Baca juga: Pemerintah Harapkan Investasi dan Kapasitas Industri Baja Meningkat
Saat ini industri baja nasional memang masih menghadapi beberapa persoalan terkait standar kualitas produk. Pertama masih banyak ditemukan produk baja tulangan beton yang tidak sesuai dengan ketentuan standar.
“Pengawasan telah dilakukan terhadap baja tulangan beton yang beredar di pasar, tetapi masih banyak ditemukan 82 persen produk yang belum sesuai SNI. Oleh sebab itu, diperlukan komitmen dari pelaku usaha dan pemerintah melalui kesepakatan bersama untuk menerapkan SNI pada produk baja. Dengan demikian dalam jangka waktu yang telah ditentukan dapat ditindaklanjuti, termasuk dalam hal penegakan hukum,” tutur Veri.
Tantangan lain yang dihadapi saat ini adalah penerapan teknologi Induction Furnace (IF) dalam produksi baja.
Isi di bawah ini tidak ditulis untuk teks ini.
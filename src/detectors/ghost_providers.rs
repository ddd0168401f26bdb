//! Ghost childcare provider signals
//!
//! Three independent signals per registered childcare location:
//! 1. Inactive KVK: the holder's KVK number is absent from the register
//! 2. Invalid address: the normalized postcode does not exist in BAG
//! 3. Address stacking: many active providers share one postcode

use crate::matching::{bucket_by, normalize_postcode};
use crate::sources::bag::BagPostcodes;
use crate::sources::lrk::LrkRecord;
use std::collections::BTreeSet;
use tracing::info;

/// A provider whose postcode is not a known address
#[derive(Debug, Clone, PartialEq)]
pub struct InvalidAddress<'a> {
    pub provider: &'a LrkRecord,
    pub normalized_postcode: String,
}

/// All active providers registered at one postcode
#[derive(Debug, Clone, PartialEq)]
pub struct StackedPostcode<'a> {
    pub postcode: String,
    pub providers: Vec<&'a LrkRecord>,
    /// Distinct non-empty KVK holders among the providers
    pub unique_kvk_holders: usize,
}

/// Outcome of all three signals
#[derive(Debug, Clone, Default)]
pub struct GhostProviderReport<'a> {
    pub inactive_kvk: Vec<&'a LrkRecord>,
    pub invalid_addresses: Vec<InvalidAddress<'a>>,
    /// Ordered by provider count descending, then postcode
    pub stacking: Vec<StackedPostcode<'a>>,
    /// Providers that had a KVK number to check
    pub kvk_checked: usize,
    /// Providers that had a postcode to check
    pub postcodes_checked: usize,
}

impl GhostProviderReport<'_> {
    /// Number of provider rows across all stacked postcodes
    pub fn stacking_rows(&self) -> usize {
        self.stacking.iter().map(|s| s.providers.len()).sum()
    }
}

pub struct GhostProviderDetector {
    stacking_threshold: usize,
    active_status: String,
}

impl GhostProviderDetector {
    pub fn new(stacking_threshold: usize, active_status: impl Into<String>) -> Self {
        Self {
            stacking_threshold,
            active_status: active_status.into(),
        }
    }

    pub fn is_active(&self, provider: &LrkRecord) -> bool {
        provider.status == self.active_status
    }

    /// Providers whose non-empty KVK number is missing from the register
    pub fn inactive_kvk<'a>(
        &self,
        providers: &'a [LrkRecord],
        kvk_numbers: &BTreeSet<String>,
    ) -> (Vec<&'a LrkRecord>, usize) {
        let with_kvk: Vec<&LrkRecord> = providers
            .iter()
            .filter(|p| !p.kvk_number.is_empty())
            .collect();
        let checked = with_kvk.len();
        let inactive = with_kvk
            .into_iter()
            .filter(|p| !kvk_numbers.contains(&p.kvk_number))
            .collect();
        (inactive, checked)
    }

    /// Providers whose normalized postcode is not in BAG
    pub fn invalid_addresses<'a>(
        &self,
        providers: &'a [LrkRecord],
        bag: &BagPostcodes,
    ) -> (Vec<InvalidAddress<'a>>, usize) {
        let mut checked = 0;
        let mut invalid = Vec::new();
        for provider in providers {
            if provider.postcode.is_empty() {
                continue;
            }
            checked += 1;
            let normalized = normalize_postcode(&provider.postcode);
            if !bag.contains(&normalized) {
                invalid.push(InvalidAddress {
                    provider,
                    normalized_postcode: normalized,
                });
            }
        }
        (invalid, checked)
    }

    /// Postcodes with at least `stacking_threshold` active providers
    pub fn address_stacking<'a>(&self, providers: &'a [LrkRecord]) -> Vec<StackedPostcode<'a>> {
        let buckets = bucket_by(providers, |p| {
            if self.is_active(p) {
                normalize_postcode(&p.postcode)
            } else {
                String::new()
            }
        });

        let mut stacked: Vec<StackedPostcode<'a>> = buckets
            .into_iter()
            .filter(|(_, members)| members.len() >= self.stacking_threshold)
            .map(|(postcode, members)| {
                let unique_kvk_holders = members
                    .iter()
                    .filter(|p| !p.kvk_number.is_empty())
                    .map(|p| p.kvk_number.as_str())
                    .collect::<BTreeSet<_>>()
                    .len();
                StackedPostcode {
                    postcode,
                    providers: members,
                    unique_kvk_holders,
                }
            })
            .collect();

        // Buckets arrive in postcode order; the stable sort keeps it for ties
        stacked.sort_by(|a, b| b.providers.len().cmp(&a.providers.len()));
        stacked
    }

    pub fn detect<'a>(
        &self,
        providers: &'a [LrkRecord],
        kvk_numbers: &BTreeSet<String>,
        bag: &BagPostcodes,
    ) -> GhostProviderReport<'a> {
        let (inactive_kvk, kvk_checked) = self.inactive_kvk(providers, kvk_numbers);
        let (invalid_addresses, postcodes_checked) = self.invalid_addresses(providers, bag);
        let stacking = self.address_stacking(providers);

        info!(
            "Ghost provider signals: {} inactive KVK of {} checked, {} invalid postcodes of {} checked, {} stacked postcodes",
            inactive_kvk.len(),
            kvk_checked,
            invalid_addresses.len(),
            postcodes_checked,
            stacking.len()
        );

        GhostProviderReport {
            inactive_kvk,
            invalid_addresses,
            stacking,
            kvk_checked,
            postcodes_checked,
        }
    }
}

impl Default for GhostProviderDetector {
    fn default() -> Self {
        Self::new(3, "Ingeschreven")
    }
}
Teknologi IF berkaitan erat dengan isu pencemaran lingkungan dan low quality steel.
Perwakilan The Indonesian Iron and Steel Industry Association (IISIA) menyatakan, sejak tahun 2017 China telah melarang penerapan teknologi IF dan penjualan scrap kepada industri baja dengan teknologi IF. Akhirnya terjadi relokasi pabrik baja berteknologi IF ke negara-negara ASEAN.
Baca juga: Industri Baja Nasional Dukung Pembangunan Infrastruktur
Asean Iron and Steel Council (AISC) telah menolak relokasi industri baja IF dari China ke negara-negara ASEAN dengan beberapa alasan. Selain tidak ramah lingkungan, pabrik ini menghasilkan produk baja karbon dengan kualitas di bawah standar.
Produk baja tulangan yang dihasilkan dengan teknologi IF pun sebaiknya tidak digunakan dalam baja tulangan beton dalam instalasi struktur bangunan.
“Saat ini belum ada ketentuan terkait baha tulangan beton dengan teknologi IF. Namun, industri diharapkan diharapkan tetap mengutamakan kualitas dan syarat mutu untuk produk Baja Tulangan Beton (BjTB) sesuai SNI 2052:2017 yang mulai berlaku 30 Mei 2019 mengingat Indonesia adalah negara yang rawan bencana gempa,” ujar Dini Hanggardani, Direktur Industri Logam Dirjen ILMATE Kementerian Perindustrian dalam keterangan tertulis.
Lebih lanjut, forum ini juga membahas permasalahan terkait Baja Lapis Seng (BjLS) dan Baja Lapis Aluminium Seng (BjLAS) yang diberi warna, dan Rangka Baja Ringan.
Hingga saat ini, belum ada payung hukum yang menertibkan dan mengawasi peredaran produk ini di pasaran. Oleh sebab itu, perlu segera diterbitkan peraturan menteri terkait kewajiban memberlakukan SNI pada produk-produk tersebut.